::: Data records

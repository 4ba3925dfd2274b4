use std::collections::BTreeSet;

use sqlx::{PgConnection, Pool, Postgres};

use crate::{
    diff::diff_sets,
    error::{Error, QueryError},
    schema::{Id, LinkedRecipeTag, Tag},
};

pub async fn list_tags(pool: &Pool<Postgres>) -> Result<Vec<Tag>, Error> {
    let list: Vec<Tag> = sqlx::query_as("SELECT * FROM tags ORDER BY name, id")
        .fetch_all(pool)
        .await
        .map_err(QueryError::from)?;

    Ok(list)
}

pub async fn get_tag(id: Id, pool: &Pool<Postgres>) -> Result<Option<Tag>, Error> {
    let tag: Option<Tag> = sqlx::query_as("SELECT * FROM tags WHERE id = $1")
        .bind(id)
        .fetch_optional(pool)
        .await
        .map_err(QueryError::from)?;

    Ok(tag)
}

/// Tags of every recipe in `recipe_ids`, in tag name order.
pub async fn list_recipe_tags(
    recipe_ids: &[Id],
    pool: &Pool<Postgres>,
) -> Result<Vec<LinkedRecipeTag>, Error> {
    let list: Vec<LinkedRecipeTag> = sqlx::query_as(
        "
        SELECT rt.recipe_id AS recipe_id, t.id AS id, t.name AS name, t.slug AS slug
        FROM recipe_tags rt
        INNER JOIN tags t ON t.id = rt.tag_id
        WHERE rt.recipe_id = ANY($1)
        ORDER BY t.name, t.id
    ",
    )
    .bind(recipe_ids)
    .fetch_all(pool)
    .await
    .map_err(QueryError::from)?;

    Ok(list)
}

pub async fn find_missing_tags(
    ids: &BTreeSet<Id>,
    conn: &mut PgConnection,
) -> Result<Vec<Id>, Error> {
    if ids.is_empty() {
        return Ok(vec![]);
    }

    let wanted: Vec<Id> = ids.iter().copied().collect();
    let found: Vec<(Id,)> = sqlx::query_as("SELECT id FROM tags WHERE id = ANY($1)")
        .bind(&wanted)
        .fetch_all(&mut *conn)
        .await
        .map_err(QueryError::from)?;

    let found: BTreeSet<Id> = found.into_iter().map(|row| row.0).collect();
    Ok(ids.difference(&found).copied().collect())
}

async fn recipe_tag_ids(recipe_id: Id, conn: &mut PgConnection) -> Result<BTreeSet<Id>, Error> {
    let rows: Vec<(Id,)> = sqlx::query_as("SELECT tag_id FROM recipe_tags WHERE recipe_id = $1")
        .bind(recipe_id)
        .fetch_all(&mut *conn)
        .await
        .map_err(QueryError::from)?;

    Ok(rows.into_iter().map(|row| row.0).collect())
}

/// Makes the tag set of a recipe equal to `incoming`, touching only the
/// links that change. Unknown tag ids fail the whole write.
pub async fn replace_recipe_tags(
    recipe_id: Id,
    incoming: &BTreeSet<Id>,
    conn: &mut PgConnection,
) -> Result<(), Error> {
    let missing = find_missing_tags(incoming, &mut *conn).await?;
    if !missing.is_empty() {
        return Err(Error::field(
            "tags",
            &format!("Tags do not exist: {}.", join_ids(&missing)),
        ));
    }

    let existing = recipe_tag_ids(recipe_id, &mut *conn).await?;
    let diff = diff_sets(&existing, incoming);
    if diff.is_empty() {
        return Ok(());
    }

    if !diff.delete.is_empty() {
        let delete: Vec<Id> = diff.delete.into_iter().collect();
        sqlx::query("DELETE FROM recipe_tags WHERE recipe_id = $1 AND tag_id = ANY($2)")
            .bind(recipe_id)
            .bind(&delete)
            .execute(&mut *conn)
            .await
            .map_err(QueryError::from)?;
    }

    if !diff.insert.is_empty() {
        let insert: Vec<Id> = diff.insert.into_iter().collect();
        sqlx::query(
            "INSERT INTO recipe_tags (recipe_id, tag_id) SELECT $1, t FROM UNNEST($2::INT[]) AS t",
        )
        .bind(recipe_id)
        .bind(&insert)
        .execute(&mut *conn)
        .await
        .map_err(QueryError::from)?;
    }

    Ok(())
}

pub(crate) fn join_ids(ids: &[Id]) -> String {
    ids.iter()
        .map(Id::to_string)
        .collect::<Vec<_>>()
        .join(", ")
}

::::::

Task statement:
The expected answer is every line in the data above that carries the string "sqlx".

Response below:
use sqlx::{PgConnection, Pool, Postgres};
    let list: Vec<Tag> = sqlx::query_as("SELECT * FROM tags ORDER BY name, id")
    let tag: Option<Tag> = sqlx::query_as("SELECT * FROM tags WHERE id = $1")
    let list: Vec<LinkedRecipeTag> = sqlx::query_as(
    let found: Vec<(Id,)> = sqlx::query_as("SELECT id FROM tags WHERE id = ANY($1)")
    let rows: Vec<(Id,)> = sqlx::query_as("SELECT tag_id FROM recipe_tags WHERE recipe_id = $1")
        sqlx::query("DELETE FROM recipe_tags WHERE recipe_id = $1 AND tag_id = ANY($2)")
        sqlx::query(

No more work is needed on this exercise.